SUPPLIED INFORMATION:
use thiserror::Error;

use crate::domain::entities::alert_event::AlertEvent;
use crate::domain::entities::reading::Reading;

#[derive(Error, Debug)]
pub enum StoreError {
    #[error("storage read failed: {0}")]
    ReadFailed(String),
    #[error("storage write failed: {0}")]
    WriteFailed(String),
    #[error("invalid record: {0}")]
    InvalidRecord(String),
}

/// Append-only log of raw readings.
pub trait ReadingStore: Send + Sync {
    /// Append a reading. The write is committed before returning.
    ///
    /// # Errors
    ///
    /// Returns `StoreError` if the write operation fails.
    fn append_reading(&self, reading: &Reading) -> Result<(), StoreError>;

    /// Retrieve the last `count` readings in chronological order
    /// (oldest of the selection first).
    ///
    /// # Errors
    ///
    /// Returns `StoreError` if the read operation fails.
    fn recent_readings(&self, count: usize) -> Result<Vec<Reading>, StoreError>;

    /// Retrieve every stored reading in insertion order.
    ///
    /// # Errors
    ///
    /// Returns `StoreError` if the read operation fails.
    fn all_readings(&self) -> Result<Vec<Reading>, StoreError>;
}

/// Append-only log of non-normal alert events.
pub trait AlertStore: Send + Sync {
    /// Append an alert event. The write is committed before returning.
    ///
    /// # Errors
    ///
    /// Returns `StoreError::InvalidRecord` for a `Normal` event, or
    /// `StoreError::WriteFailed` if the write operation fails.
    fn append_alert(&self, event: &AlertEvent) -> Result<(), StoreError>;

    /// Retrieve the last `count` alert events, most recent first.
    ///
    /// # Errors
    ///
    /// Returns `StoreError` if the read operation fails.
    fn recent_alerts(&self, count: usize) -> Result<Vec<AlertEvent>, StoreError>;
}

/// Rejects events that the alert log must never contain.
///
/// # Errors
///
/// Returns `StoreError::InvalidRecord` if the event is not an alert.
pub fn ensure_alert(event: &AlertEvent) -> Result<(), StoreError> {
    if event.level.is_alert() {
        Ok(())
    } else {
        Err(StoreError::InvalidRecord(format!(
            "alert log only accepts warning or critical events, got {}",
            event.level
        )))
    }
}
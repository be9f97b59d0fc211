pub mod iso8601;
pub mod persistence;
pub mod sources;
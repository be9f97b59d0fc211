//! envwatch: environmental sensor stream monitor.
//!
//! Readings (temperature, humidity, luminosity) are pushed one tick at a time
//! through an [`Engine`](application::services::engine::Engine) that keeps a
//! bounded sliding window, derives rolling statistics, classifies each reading
//! against two-tier thresholds and appends readings and alerts to a durable log.

pub mod application;
pub mod domain;
pub mod infrastructure;
pub mod presentation;
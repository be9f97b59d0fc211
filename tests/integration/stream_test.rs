#![allow(clippy::expect_used)]

use std::io::Write;
use std::path::{Path, PathBuf};
use std::time::Duration;

use envwatch::application::services::engine::{Engine, EngineConfig, EngineError};
use envwatch::application::services::runner::{RunEnd, StreamRunner, TickControl};
use envwatch::domain::ports::{AlertStore, ReadingStore, SourceError};
use envwatch::domain::value_objects::AlertLevel;
use envwatch::infrastructure::persistence::in_memory_store::InMemoryStore;
use envwatch::infrastructure::sources::FileSource;

fn fixture(name: &str) -> PathBuf {
    Path::new(env!("CARGO_MANIFEST_DIR"))
        .join("tests/fixtures")
        .join(name)
}

#[tokio::test(start_paused = true)]
async fn csv_stream_runs_to_completion() {
    let store = InMemoryStore::new();
    let engine = Engine::new(EngineConfig::default(), &store, &store);
    let source = FileSource::open(fixture("readings.csv")).expect("open fixture");
    let mut runner = StreamRunner::new(engine, source, Duration::from_millis(500));
    let mut window_lens = Vec::new();

    let summary = runner
        .run(std::future::pending(), |snapshot| {
            window_lens.push(snapshot.window_len);
            TickControl::Continue
        })
        .await
        .expect("run");

    assert_eq!(summary.ticks, 7);
    assert_eq!(summary.alerts, 5);
    assert_eq!(summary.ended, RunEnd::StreamEnded);
    assert_eq!(window_lens, vec![1, 2, 3, 4, 5, 6, 7]);
    assert_eq!(store.reading_count().expect("count"), 7);
    assert_eq!(store.alert_count().expect("count"), 5);
}

#[tokio::test(start_paused = true)]
async fn json_stream_fills_missing_timestamp() {
    let store = InMemoryStore::new();
    let engine = Engine::new(EngineConfig::default(), &store, &store);
    let source = FileSource::open(fixture("readings.json")).expect("open fixture");
    let mut runner = StreamRunner::new(engine, source, Duration::from_millis(200));
    let mut levels = Vec::new();

    let summary = runner
        .run(std::future::pending(), |snapshot| {
            levels.push(snapshot.level);
            TickControl::Continue
        })
        .await
        .expect("run");

    assert_eq!(summary.ticks, 3);
    assert_eq!(
        levels,
        vec![AlertLevel::Normal, AlertLevel::Critical, AlertLevel::Warning]
    );

    let readings = store.all_readings().expect("readings");
    assert!((readings[1].temperature - 36.2).abs() < f64::EPSILON);
    assert!(readings[2].timestamp > readings[1].timestamp);

    let alerts = store.recent_alerts(1).expect("alerts");
    assert_eq!(alerts[0].message, "High luminosity (900 lux)");
}

#[tokio::test(start_paused = true)]
async fn invalid_row_halts_the_stream() {
    let dir = tempfile::tempdir().expect("tempdir");
    let path = dir.path().join("broken.csv");
    let mut file = std::fs::File::create(&path).expect("create");
    file.write_all(b"timestamp,temperature,humidity,luminosity\n2024-06-01T08:00:00Z,22,50,300\n2024-06-01T08:00:01Z,hot,50,300\n2024-06-01T08:00:02Z,22,50,300\n")
        .expect("write");

    let store = InMemoryStore::new();
    let engine = Engine::new(EngineConfig::default(), &store, &store);
    let source = FileSource::open(&path).expect("open");
    let mut runner = StreamRunner::new(engine, source, Duration::from_millis(200));

    let err = runner
        .run(std::future::pending(), |_| TickControl::Continue)
        .await
        .expect_err("second row is not numeric");

    match err {
        EngineError::Source(SourceError::InvalidRow { row, field, value }) => {
            assert_eq!(row, 2);
            assert_eq!(field, "temperature");
            assert_eq!(value, "hot");
        }
        other => panic!("expected InvalidRow, got {other:?}"),
    }
    assert_eq!(store.reading_count().expect("count"), 1);
}

#[tokio::test(start_paused = true)]
async fn shutdown_stops_between_ticks() {
    let store = InMemoryStore::new();
    let engine = Engine::new(EngineConfig::default(), &store, &store);
    let source = FileSource::open(fixture("readings.csv")).expect("open fixture");
    let mut runner = StreamRunner::new(engine, source, Duration::from_millis(1000));

    let summary = runner
        .run(tokio::time::sleep(Duration::from_millis(3500)), |_| {
            TickControl::Continue
        })
        .await
        .expect("run");

    assert_eq!(summary.ended, RunEnd::Interrupted);
    assert_eq!(summary.ticks, 3);
    assert_eq!(runner.source().remaining(), 4);
}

WHAT YOU ARE ASKED TO DO: Print the records above exactly as they appear.

SOLUTION FOR THIS TASK:
use thiserror::Error;

use crate::domain::entities::alert_event::AlertEvent;
use crate::domain::entities::reading::Reading;

#[derive(Error, Debug)]
pub enum StoreError {
    #[error("storage read failed: {0}")]
    ReadFailed(String),
    #[error("storage write failed: {0}")]
    WriteFailed(String),
    #[error("invalid record: {0}")]
    InvalidRecord(String),
}

/// Append-only log of raw readings.
pub trait ReadingStore: Send + Sync {
    /// Append a reading. The write is committed before returning.
    ///
    /// # Errors
    ///
    /// Returns `StoreError` if the write operation fails.
    fn append_reading(&self, reading: &Reading) -> Result<(), StoreError>;

    /// Retrieve the last `count` readings in chronological order
    /// (oldest of the selection first).
    ///
    /// # Errors
    ///
    /// Returns `StoreError` if the read operation fails.
    fn recent_readings(&self, count: usize) -> Result<Vec<Reading>, StoreError>;

    /// Retrieve every stored reading in insertion order.
    ///
    /// # Errors
    ///
    /// Returns `StoreError` if the read operation fails.
    fn all_readings(&self) -> Result<Vec<Reading>, StoreError>;
}

/// Append-only log of non-normal alert events.
pub trait AlertStore: Send + Sync {
    /// Append an alert event. The write is committed before returning.
    ///
    /// # Errors
    ///
    /// Returns `StoreError::InvalidRecord` for a `Normal` event, or
    /// `StoreError::WriteFailed` if the write operation fails.
    fn append_alert(&self, event: &AlertEvent) -> Result<(), StoreError>;

    /// Retrieve the last `count` alert events, most recent first.
    ///
    /// # Errors
    ///
    /// Returns `StoreError` if the read operation fails.
    fn recent_alerts(&self, count: usize) -> Result<Vec<AlertEvent>, StoreError>;
}

/// Rejects events that the alert log must never contain.
///
/// # Errors
///
/// Returns `StoreError::InvalidRecord` if the event is not an alert.
pub fn ensure_alert(event: &AlertEvent) -> Result<(), StoreError> {
    if event.level.is_alert() {
        Ok(())
    } else {
        Err(StoreError::InvalidRecord(format!(
            "alert log only accepts warning or critical events, got {}",
            event.level
        )))
    }
}
repository be9f97b59d0fc211
pub mod iso8601;
pub mod persistence;
pub mod sources;
repository be9f97b59d0fc211
//! envwatch: environmental sensor stream monitor.
//!
//! Readings (temperature, humidity, luminosity) are pushed one tick at a time
//! through an [`Engine`](application::services::engine::Engine) that keeps a
//! bounded sliding window, derives rolling statistics, classifies each reading
//! against two-tier thresholds and appends readings and alerts to a durable log.

pub mod application;
pub mod domain;
pub mod infrastructure;
pub mod presentation;
repository be9f97b59d0fc211
filename tests/integration/stream_test.rs
#![allow(clippy::expect_used)]

use std::io::Write;
use std::path::{Path, PathBuf};
use std::time::Duration;

use envwatch::application::services::engine::{Engine, EngineConfig, EngineError};
use envwatch::application::services::runner::{RunEnd, StreamRunner, TickControl};
use envwatch::domain::ports::{AlertStore, ReadingStore, SourceError};
use envwatch::domain::value_objects::AlertLevel;
use envwatch::infrastructure::persistence::in_memory_store::InMemoryStore;
use envwatch::infrastructure::sources::FileSource;

fn fixture(name: &str) -> PathBuf {
    Path::new(env!("CARGO_MANIFEST_DIR"))
        .join("tests/fixtures")
        .join(name)
}

#[tokio::test(start_paused = true)]
async fn csv_stream_runs_to_completion() {
    let store = InMemoryStore::new();
    let engine = Engine::new(EngineConfig::default(), &store, &store);
    let source = FileSource::open(fixture("readings.csv")).expect("open fixture");
    let mut runner = StreamRunner::new(engine, source, Duration::from_millis(500));
    let mut window_lens = Vec::new();

    let summary = runner
        .run(std::future::pending(), |snapshot| {
            window_lens.push(snapshot.window_len);
            TickControl::Continue
        })
        .await
        .expect("run");

    assert_eq!(summary.ticks, 7);
    assert_eq!(summary.alerts, 5);
    assert_eq!(summary.ended, RunEnd::StreamEnded);
    assert_eq!(window_lens, vec![1, 2, 3, 4, 5, 6, 7]);
    assert_eq!(store.reading_count().expect("count"), 7);
    assert_eq!(store.alert_count().expect("count"), 5);
}

#[tokio::test(start_paused = true)]
async fn json_stream_fills_missing_timestamp() {
    let store = InMemoryStore::new();
    let engine = Engine::new(EngineConfig::default(), &store, &store);
    let source = FileSource::open(fixture("readings.json")).expect("open fixture");
    let mut runner = StreamRunner::new(engine, source, Duration::from_millis(200));
    let mut levels = Vec::new();

    let summary = runner
        .run(std::future::pending(), |snapshot| {
            levels.push(snapshot.level);
            TickControl::Continue
        })
        .await
        .expect("run");

    assert_eq!(summary.ticks, 3);
    assert_eq!(
        levels,
        vec![AlertLevel::Normal, AlertLevel::Critical, AlertLevel::Warning]
    );

    let readings = store.all_readings().expect("readings");
    assert!((readings[1].temperature - 36.2).abs() < f64::EPSILON);
    assert!(readings[2].timestamp > readings[1].timestamp);

    let alerts = store.recent_alerts(1).expect("alerts");
    assert_eq!(alerts[0].message, "High luminosity (900 lux)");
}

#[tokio::test(start_paused = true)]
async fn invalid_row_halts_the_stream() {
    let dir = tempfile::tempdir().expect("tempdir");
    let path = dir.path().join("broken.csv");
    let mut file = std::fs::File::create(&path).expect("create");
    file.write_all(b"timestamp,temperature,humidity,luminosity\n2024-06-01T08:00:00Z,22,50,300\n2024-06-01T08:00:01Z,hot,50,300\n2024-06-01T08:00:02Z,22,50,300\n")
        .expect("write");

    let store = InMemoryStore::new();
    let engine = Engine::new(EngineConfig::default(), &store, &store);
    let source = FileSource::open(&path).expect("open");
    let mut runner = StreamRunner::new(engine, source, Duration::from_millis(200));

    let err = runner
        .run(std::future::pending(), |_| TickControl::Continue)
        .await
        .expect_err("second row is not numeric");

    match err {
        EngineError::Source(SourceError::InvalidRow { row, field, value }) => {
            assert_eq!(row, 2);
            assert_eq!(field, "temperature");
            assert_eq!(value, "hot");
        }
        other => panic!("expected InvalidRow, got {other:?}"),
    }
    assert_eq!(store.reading_count().expect("count"), 1);
}

#[tokio::test(start_paused = true)]
async fn shutdown_stops_between_ticks() {
    let store = InMemoryStore::new();
    let engine = Engine::new(EngineConfig::default(), &store, &store);
    let source = FileSource::open(fixture("readings.csv")).expect("open fixture");
    let mut runner = StreamRunner::new(engine, source, Duration::from_millis(1000));

    let summary = runner
        .run(tokio::time::sleep(Duration::from_millis(3500)), |_| {
            TickControl::Continue
        })
        .await
        .expect("run");

    assert_eq!(summary.ended, RunEnd::Interrupted);
    assert_eq!(summary.ticks, 3);
    assert_eq!(runner.source().remaining(), 4);
}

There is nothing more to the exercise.